Problem: Scan the entries below for the word "produced" and copy every line in which it occurs.
============
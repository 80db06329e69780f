use std::borrow::Borrow;
use std::fmt;
use std::hash::Hash;

use fxhash::FxHashMap;

use crate::entry::Entry;
use crate::error::TrieError;

/// Handle of a node inside a [`Trie`] arena.
#[derive(Debug, Clone, Copy, PartialEq, Eq, Hash, PartialOrd, Ord)]
pub struct NodeId(u32);

impl NodeId {
    /// The root node, representing the empty prefix.
    pub const ROOT: NodeId = NodeId(0);

    /// Position of the node in the arena.
    pub fn index(self) -> usize {
        self.0 as usize
    }

    /// Handle for arena position `index`, or `None` past `u32::MAX`.
    fn from_index(index: usize) -> Option<NodeId> {
        u32::try_from(index).ok().map(NodeId)
    }
}

#[derive(Debug, Clone)]
struct Node<K, T> {
    children: FxHashMap<K, NodeId>,
    value: Option<Entry<T>>,
}

impl<K, T> Node<K, T> {
    fn empty() -> Self {
        Self {
            children: FxHashMap::default(),
            value: None,
        }
    }
}

/// Prefix tree keyed by element `K`, holding an optional [`Entry<T>`] per node.
///
/// Nodes live in a single arena and reference their children by [`NodeId`].
/// Keys are taken as already-normalized elements; dropping ignored elements
/// and mapping is the caller's job.
///
/// The root never carries a value: inserting or setting an empty key is a
/// no-op.
#[derive(Debug, Clone)]
pub struct Trie<K, T> {
    nodes: Vec<Node<K, T>>,
    entries: usize,
}

impl<K, T> Default for Trie<K, T> {
    fn default() -> Self {
        Self {
            nodes: vec![Node::empty()],
            entries: 0,
        }
    }
}

impl<K: Eq + Hash, T> Trie<K, T> {
    /// Create an empty trie holding only the root node.
    pub fn new() -> Self {
        Self::default()
    }

    /// Number of complete entries stored.
    pub fn len(&self) -> usize {
        self.entries
    }

    pub fn is_empty(&self) -> bool {
        self.entries == 0
    }

    /// Number of nodes in the arena, root included.
    pub fn node_count(&self) -> usize {
        self.nodes.len()
    }

    /// Insert `data` under `key`.
    ///
    /// With `append` the node's entry is turned into a list and `data` is
    /// pushed onto it (see [`Entry::append`]); otherwise the entry is
    /// overwritten. Returns the terminal node, or `None` when the key was
    /// empty or the arena ran out of node handles. In the latter case no
    /// entry is stored, though a prefix of the path may have been created.
    pub fn insert<I>(&mut self, key: I, data: Option<T>, append: bool) -> Option<NodeId>
    where
        I: IntoIterator<Item = K>,
    {
        let node = self.create_path(key)?;
        let slot = &mut self.nodes[node.index()].value;
        if slot.is_none() {
            self.entries += 1;
        }
        if append {
            slot.get_or_insert_with(|| Entry::Many(Vec::new()))
                .append(data);
        } else {
            *slot = Some(Entry::from(data));
        }
        Some(node)
    }

    /// Store `value` under `key` verbatim, bypassing append semantics.
    pub fn set<I>(&mut self, key: I, value: Entry<T>) -> Option<NodeId>
    where
        I: IntoIterator<Item = K>,
    {
        let node = self.create_path(key)?;
        if self.nodes[node.index()].value.replace(value).is_none() {
            self.entries += 1;
        }
        Some(node)
    }

    /// Follow `key` from the root without creating nodes.
    pub fn find_node<I>(&self, key: I) -> Option<NodeId>
    where
        I: IntoIterator,
        I::Item: Borrow<K>,
    {
        key.into_iter()
            .try_fold(NodeId::ROOT, |node, el| {
                self.child(node, <I::Item as Borrow<K>>::borrow(&el))
            })
    }

    /// Entry stored under `key`, if the path exists and ends on an entry.
    pub fn get<I>(&self, key: I) -> Option<&Entry<T>>
    where
        I: IntoIterator,
        I::Item: Borrow<K>,
    {
        self.find_node(key).and_then(|node| self.value(node))
    }

    /// Like [`Trie::get`], falling back to `default` when nothing is stored.
    pub fn get_or<'a, I>(&'a self, key: I, default: &'a Entry<T>) -> &'a Entry<T>
    where
        I: IntoIterator,
        I::Item: Borrow<K>,
    {
        self.get(key).unwrap_or(default)
    }

    /// Exact lookup that fails with [`TrieError::KeyNotFound`].
    pub fn lookup(&self, key: &[K]) -> Result<&Entry<T>, TrieError>
    where
        K: fmt::Debug,
    {
        self.get(key).ok_or_else(|| TrieError::not_found(key))
    }

    pub fn contains<I>(&self, key: I) -> bool
    where
        I: IntoIterator,
        I::Item: Borrow<K>,
    {
        self.get(key).is_some()
    }

    /// Child of `node` reached through `key`.
    #[inline]
    pub fn child<Q>(&self, node: NodeId, key: &Q) -> Option<NodeId>
    where
        K: Borrow<Q>,
        Q: Eq + Hash + ?Sized,
    {
        self.nodes
            .get(node.index())
            .and_then(|n| n.children.get(key))
            .copied()
    }

    /// Entry stored at `node`, if it is a complete entry.
    #[inline]
    pub fn value(&self, node: NodeId) -> Option<&Entry<T>> {
        self.nodes.get(node.index()).and_then(|n| n.value.as_ref())
    }

    fn create_path<I>(&mut self, key: I) -> Option<NodeId>
    where
        I: IntoIterator<Item = K>,
    {
        let mut node = NodeId::ROOT;
        for el in key {
            node = match self.nodes[node.index()].children.get(&el) {
                Some(&child) => child,
                None => {
                    let child = NodeId::from_index(self.nodes.len())?;
                    self.nodes.push(Node::empty());
                    self.nodes[node.index()].children.insert(el, child);
                    child
                }
            };
        }
        (node != NodeId::ROOT).then_some(node)
    }
}
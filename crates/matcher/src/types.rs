use std::fmt;

use trie::Entry;

/// A gazetteer hit produced by `find`.
///
/// `start`/`end` are element offsets into the scanned input (characters for
/// string input, tokens for token input); `end` is exclusive. `matched` is the
/// input slice covered by the match, ignored elements inside it included.
/// `data` is the entry's data, or the matcher's default when the entry has
/// none, and `matcher_data` is the constant attached to every match of the
/// matcher that produced it.
#[derive(Debug, PartialEq, Eq, Hash)]
pub struct Match<'a, S: ?Sized, T, A = ()> {
    pub start: usize,
    pub end: usize,
    pub matched: &'a S,
    pub data: &'a Entry<T>,
    pub matcher_data: &'a A,
}

impl<'a, S: ?Sized, T, A> Match<'a, S, T, A> {
    pub fn new(
        start: usize,
        end: usize,
        matched: &'a S,
        data: &'a Entry<T>,
        matcher_data: &'a A,
    ) -> Self {
        Self {
            start,
            end,
            matched,
            data,
            matcher_data,
        }
    }

    /// Number of input elements covered.
    pub fn len(&self) -> usize {
        self.end - self.start
    }

    pub fn is_empty(&self) -> bool {
        self.start == self.end
    }
}

impl<S: ?Sized, T, A> Clone for Match<'_, S, T, A> {
    fn clone(&self) -> Self {
        *self
    }
}

impl<S: ?Sized, T, A> Copy for Match<'_, S, T, A> {}

impl<T: fmt::Display, A> fmt::Display for Match<'_, str, T, A> {
    fn fmt(&self, f: &mut fmt::Formatter<'_>) -> fmt::Result {
        write!(
            f,
            "{}..{} {:?} => {}",
            self.start, self.end, self.matched, self.data
        )
    }
}

/// Raw scan result: where a match lies and which entry data it resolved to.
///
/// Spans are what the scanner emits; the string and token matchers turn them
/// into [`Match`] values over their own input type.
#[derive(Debug, PartialEq, Eq)]
pub struct Span<'m, T> {
    pub start: usize,
    pub end: usize,
    pub data: &'m Entry<T>,
}

impl<T> Span<'_, T> {
    pub fn len(&self) -> usize {
        self.end - self.start
    }

    pub fn is_empty(&self) -> bool {
        self.start == self.end
    }
}

impl<T> Clone for Span<'_, T> {
    fn clone(&self) -> Self {
        *self
    }
}

impl<T> Copy for Span<'_, T> {}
============
Response to this task:
/// A gazetteer hit produced by `find`.
/// matcher that produced it.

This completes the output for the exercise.